In poche ore è cambiato il panorama a Wengen: tutto imbiancato e paesaggio decisamente invernale. Ma chi non è cambiato è Stefano Gross. ‘Sabo’ infatti è sempre davanti, è sempre protagonista: al via per quinto, chiude a 14 centesimi dallo svedese Matthias Hargin, al comando dopo la prima frazione bernese. Il fassano ha sciato brillante, disinvolto e sicuro su una Maennlichen-Jungfrau sempre piena di tranelli. Terzo a 32 centesimi il norvegese Henrik Kristoffersen. La coppia tedesca Fritz Dopfer e Felix Neureuther chiude rispettivamente a 54 e 55 centesimi ed il sempre regolare russo Alexander Khoroschilov sesto a 77.
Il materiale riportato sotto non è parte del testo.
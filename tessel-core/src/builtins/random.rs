// tessel-core - Random built-in functions
// Copyright (c) 2025 Tom Waddington. MIT licensed.

//! Random operations: rand-int, rand-nth, shuffle
//!
//! All draw from `rand`'s thread-local generator.

use rand::Rng;
use rand::seq::SliceRandom;

use tessel_value::{Error, Result, Value};

use super::arity;
use super::collections::count_of;
use super::sequences::builtin_nth;

fn random_index(n: f64) -> i64 {
    (rand::thread_rng().r#gen::<f64>() * n).floor() as i64
}

/// (rand-int n) - integer in [0, n), or in (n, 0] for negative n
pub fn builtin_rand_int(args: &[Value]) -> Result<Value> {
    arity("rand-int", args, 1)?;
    let n = args[0]
        .as_f64()
        .ok_or_else(|| Error::type_error_in("rand-int", "number", args[0].type_name()))?;
    Ok(Value::int(random_index(n)))
}

/// (rand-nth coll) - nil for an empty collection
pub fn builtin_rand_nth(args: &[Value]) -> Result<Value> {
    arity("rand-nth", args, 1)?;
    let len = count_of("rand-nth", &args[0])?;
    if len == 0 {
        return Ok(Value::Nil);
    }
    let index = random_index(len as f64);
    builtin_nth(&[args[0].clone(), Value::int(index)])
}

/// (shuffle coll) - new array in random order
pub fn builtin_shuffle(args: &[Value]) -> Result<Value> {
    arity("shuffle", args, 1)?;
    let mut items = args[0].to_vec()?;
    items.shuffle(&mut rand::thread_rng());
    Ok(Value::array(items))
}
THALER NONO, RAZZOLI OUT, DEVILLE GUERRIERO – Patrick Thaler, partito per primo, è nono a 1.12. Il ‘nonno di Sarentino’ ha sciato un po’ troppo in controllata, ma attendiamo una seconda frazione ‘a tutta’. Fra i big deragliano l’austriaco Marcel Hirscher, gli svedesi Jaens Byggmark ed Axel Baeck. E poi il nostro Giuliano Razzoli, uscito in alto, quasi subito. Manfred Moelgg ha fatto più fatica rispetto alle gare precedenti: venticinquesimo a  3.09, e buone notizie anche da Cristian Deville, che si qualifica con il 66 ed è ventisettesimo a 3.41. Esce di scena Riccardo Tonetti. Subito fuori anche carabiniere Adam Peraudo. Seconda manche 13.30.

ECCO PLANCKER DOPO LA PRIMA MANCHE – Ecco il responsabile degli slalomgigantisti azzurri Raimund Plancker dopo la prima frazione: «Gross c”è, fluido, cattivo, brillante. Razzoli è uscito quasi subito, si è inclinato. Thaler non ha voluto rischiare dopo le ultime uscite. Anche Peraudo out in alto. Tonetti è deragliato un’altra volta, sempre troppo a spasso con quelle spalle. Moelgg ha fatto un po’ più fatica rispetto ai primi due slalom a far tagliare lo sci. Un applauso a Deville invece. Ha lottato, bravo. La pista? Difficile, dura, mossa. Ma ha tenuto, anche se è sempre un pendio davvero impegnativo».